Practically all homes in Australia are connected to mains electricity, whereas only about half are on mains gas (liquefied natural gas or LNG)1. About 10% of homes have installed solar PV panels2, generating their own electricity from the sun.

Much of Australia operates a deregulated gas and electricity market, with many licenced energy retailers, all overseen by the Australian Energy Regulator.

For a list of energy retailers in NSW, VIC, QLD, SA and ACT, go to

The remaining states are not yet fully deregulated, so only have one or two retailers;

The Cost of Electricity

There are many suppliers and various pricing plans, but here we give you an indication of electricity prices.

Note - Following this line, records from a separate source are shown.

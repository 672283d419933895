// ABOUTME: Domain record types consumed by the category scorers
// ABOUTME: ExerciseSession, MealEntry, WaterIntakeEntry, SymptomEntry, MoodEntry, and friends
//
// SPDX-License-Identifier: MIT OR Apache-2.0
// Copyright (c) 2026 FemTracker

//! Timestamped observations from the six life-tracking domains
//!
//! Records are immutable and append-only from the engine's perspective: the
//! write path (outside this crate) validates ranges at ingestion, so scorers
//! never re-validate. Collections handed to scorers are ordered
//! most-recent-first.

use chrono::NaiveDate;
use serde::{Deserialize, Serialize};

/// A single logged workout session
#[derive(Debug, Clone, Serialize, Deserialize)]
pub struct ExerciseSession {
    /// Date of the session
    pub date: NaiveDate,
    /// Session duration in minutes
    pub duration_minutes: u32,
    /// Perceived intensity (1-10), validated at ingestion
    pub intensity: u8,
}

/// A single logged meal
///
/// Only the date participates in scoring; meal composition is tracked by the
/// nutrition UI but is irrelevant to the regularity heuristic.
#[derive(Debug, Clone, Serialize, Deserialize)]
pub struct MealEntry {
    /// Date of the meal
    pub date: NaiveDate,
}

/// A single water intake record
#[derive(Debug, Clone, Serialize, Deserialize)]
pub struct WaterIntakeEntry {
    /// Date of the intake
    pub date: NaiveDate,
    /// Amount in milliliters
    pub amount_ml: u32,
}

/// A single logged symptom
#[derive(Debug, Clone, Serialize, Deserialize)]
pub struct SymptomEntry {
    /// Date observed
    pub date: NaiveDate,
    /// Severity (1-10), validated at ingestion
    pub severity: u8,
}

/// A single logged mood observation
#[derive(Debug, Clone, Serialize, Deserialize)]
pub struct MoodEntry {
    /// Date observed
    pub date: NaiveDate,
    /// Mood intensity (1-10), higher is better
    pub intensity: u8,
}

/// A daily lifestyle record (sleep and stress)
#[derive(Debug, Clone, Serialize, Deserialize)]
pub struct LifestyleEntry {
    /// Date of the record
    pub date: NaiveDate,
    /// Hours slept, if recorded
    #[serde(skip_serializing_if = "Option::is_none")]
    pub sleep_hours: Option<f64>,
    /// Subjective sleep quality (1-10), if recorded
    #[serde(skip_serializing_if = "Option::is_none")]
    pub sleep_quality: Option<u8>,
    /// Subjective stress level (1-10), if recorded
    #[serde(skip_serializing_if = "Option::is_none")]
    pub stress_level: Option<u8>,
}

/// A daily fertility observation
#[derive(Debug, Clone, Serialize, Deserialize)]
pub struct FertilityObservation {
    /// Date of the observation
    pub date: NaiveDate,
    /// Basal body temperature in Celsius, if measured
    #[serde(skip_serializing_if = "Option::is_none")]
    pub bbt_celsius: Option<f64>,
    /// Cervical mucus observation, if recorded
    #[serde(skip_serializing_if = "Option::is_none")]
    pub cervical_mucus: Option<String>,
    /// Ovulation test result, if taken
    #[serde(skip_serializing_if = "Option::is_none")]
    pub ovulation_test: Option<String>,
}

/// A recorded menstrual cycle
#[derive(Debug, Clone, Serialize, Deserialize)]
pub struct CycleRecord {
    /// First day of the cycle
    pub start_date: NaiveDate,
    /// Completed cycle length in days, absent while the cycle is ongoing
    #[serde(skip_serializing_if = "Option::is_none")]
    pub cycle_length_days: Option<u16>,
}

/// All domain record collections needed for one full recompute
///
/// Each collection is most-recent-first and already restricted to its
/// domain's trailing read window. [`crate::intelligence::HealthScoreCalculator`]
/// is a pure function of this bundle plus a reference date.
#[derive(Debug, Clone, Default, Serialize, Deserialize)]
pub struct HealthRecordBundle {
    /// Exercise sessions (trailing 14 days)
    pub exercises: Vec<ExerciseSession>,
    /// Meals (trailing 21 days)
    pub meals: Vec<MealEntry>,
    /// Water intake (trailing 14 days)
    pub water_intake: Vec<WaterIntakeEntry>,
    /// Symptoms (most recent, count-truncated to 30 by the scorer)
    pub symptoms: Vec<SymptomEntry>,
    /// Moods (most recent, count-truncated to 20 by the scorer)
    pub moods: Vec<MoodEntry>,
    /// Lifestyle records (trailing 14 days)
    pub lifestyle: Vec<LifestyleEntry>,
    /// Fertility observations (trailing 30 days)
    pub fertility: Vec<FertilityObservation>,
    /// Cycle records (most recent, count-truncated to 3 by the scorer)
    pub cycles: Vec<CycleRecord>,
}
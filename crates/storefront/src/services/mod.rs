//! Catalog services over the fixture data.
//!
//! # Services
//!
//! - `products` - product reads, trending recommendations, admin mutations
//! - `categories` - category reads and admin mutations
//! - `recipe_bundles` - bundle queries, component editing, admin mutations
//!
//! Each service owns a [`Repository`] seeded from [`Fixtures`]. Admin
//! operations take the caller's [`SessionContext`] and fail with
//! [`CatalogError::AccessDenied`] before touching any data when the stored
//! user is not an admin.

pub mod categories;
pub mod products;
pub mod recipe_bundles;
pub mod repository;
pub mod trending;

use serde::Serialize;
use thiserror::Error;
use tracing::warn;

use crate::fixtures::Fixtures;
use crate::models::Entity;
use crate::session::SessionContext;

pub use categories::CategoryService;
pub use products::ProductService;
pub use recipe_bundles::RecipeBundleService;
pub use repository::Repository;
pub use trending::LocationContext;

/// Errors raised by catalog operations.
#[derive(Debug, Error)]
pub enum CatalogError {
    /// Caller's session user is not an admin.
    #[error("Admin access required for {action}")]
    AccessDenied { action: &'static str },

    /// No record with the requested id.
    #[error("{entity} not found: {id}")]
    NotFound { entity: &'static str, id: i32 },

    /// Payload or merged record failed to deserialize.
    #[error("Invalid {entity} data: {source}")]
    InvalidPayload {
        entity: &'static str,
        #[source]
        source: serde_json::Error,
    },

    /// Every id up to `i32::MAX` has been allocated.
    #[error("No {entity} ids left to allocate")]
    IdsExhausted { entity: &'static str },
}

impl CatalogError {
    pub(crate) fn not_found<E: Entity>(id: E::Id) -> Self {
        Self::NotFound {
            entity: E::NAME,
            id: id.into(),
        }
    }

    pub(crate) fn invalid<E: Entity>(message: &str) -> Self {
        Self::InvalidPayload {
            entity: E::NAME,
            source: serde::de::Error::custom(message),
        }
    }
}

/// Reject the call unless the session user is an admin.
///
/// # Errors
///
/// Returns [`CatalogError::AccessDenied`] naming `action`.
pub fn ensure_admin(ctx: &SessionContext, action: &'static str) -> Result<(), CatalogError> {
    if ctx.verify_admin_access() {
        Ok(())
    } else {
        warn!(action, "Admin operation rejected");
        Err(CatalogError::AccessDenied { action })
    }
}

/// Counts shown on the admin dashboard.
#[derive(Debug, Clone, Copy, PartialEq, Eq, Serialize)]
#[serde(rename_all = "camelCase")]
pub struct DashboardSummary {
    pub total_products: usize,
    pub total_categories: usize,
    pub total_bundles: usize,
}

/// All three catalog services, seeded from one fixture set.
#[derive(Debug, Clone)]
pub struct Catalog {
    pub products: ProductService,
    pub categories: CategoryService,
    pub bundles: RecipeBundleService,
}

impl Catalog {
    #[must_use]
    pub fn new(fixtures: Fixtures) -> Self {
        Self {
            products: ProductService::new(fixtures.products),
            categories: CategoryService::new(fixtures.categories),
            bundles: RecipeBundleService::new(fixtures.bundles),
        }
    }

    #[must_use]
    pub fn dashboard_summary(&self) -> DashboardSummary {
        DashboardSummary {
            total_products: self.products.len(),
            total_categories: self.categories.len(),
            total_bundles: self.bundles.len(),
        }
    }
}


#[cfg(test)]
#[allow(clippy::unwrap_used)]
mod tests {
    use super::test_support::{admin, shopper};
    use super::*;

    #[test]
    fn test_ensure_admin() {
        assert!(ensure_admin(&admin(), "testing").is_ok());

        let err = ensure_admin(&shopper(), "testing").unwrap_err();
        assert_eq!(err.to_string(), "Admin access required for testing");

        let err = ensure_admin(&SessionContext::anonymous(), "testing").unwrap_err();
        assert!(matches!(err, CatalogError::AccessDenied { action: "testing" }));
    }

    #[test]
    fn test_dashboard_summary_counts_embedded_fixtures() {
        let catalog = Catalog::new(Fixtures::embedded().unwrap());
        let summary = catalog.dashboard_summary();

        assert_eq!(summary.total_products, 19);
        assert_eq!(summary.total_categories, 6);
        assert_eq!(summary.total_bundles, 7);
    }
}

At present in Perth, the standard supply charge of electricity to residential customers is 41.5¢ per day and the usage cost is 24.8¢ per unit (kilowatt-hour or kWh).

According to, the average energy consumption for a family of 4 in Perth is 20kWh per day, or 7289kWh per year. That would cost a total of $1960 per year, or $5.37 per day.

If you get a SmartPower meter installed, you can get off-peak electricity for as little as 14¢ per unit, although peak electricity is more expensive, so it's not for everyone.

Clean Energy Charge

The Australian government has recently introduced a 'Clean Energy Charge' also commonly called a 'carbon tax', which is a charge applied to businesses that create greenhouse gases.

The majority of Australia's electricity is produced from burning coal and therefore, the electricity industry will incur significant clean energy charges, resulting in electricity price increases. The government estimates that the carbon price increase on electricity will be $3.30 per week on average. (

The Cost of Gas

At present in Perth, the standard supply charge for gas to residential customers is 18.5¢ per day and the usage cost is about 12¢ per unit (1 unit = 1 kWh = 3.6 MJ).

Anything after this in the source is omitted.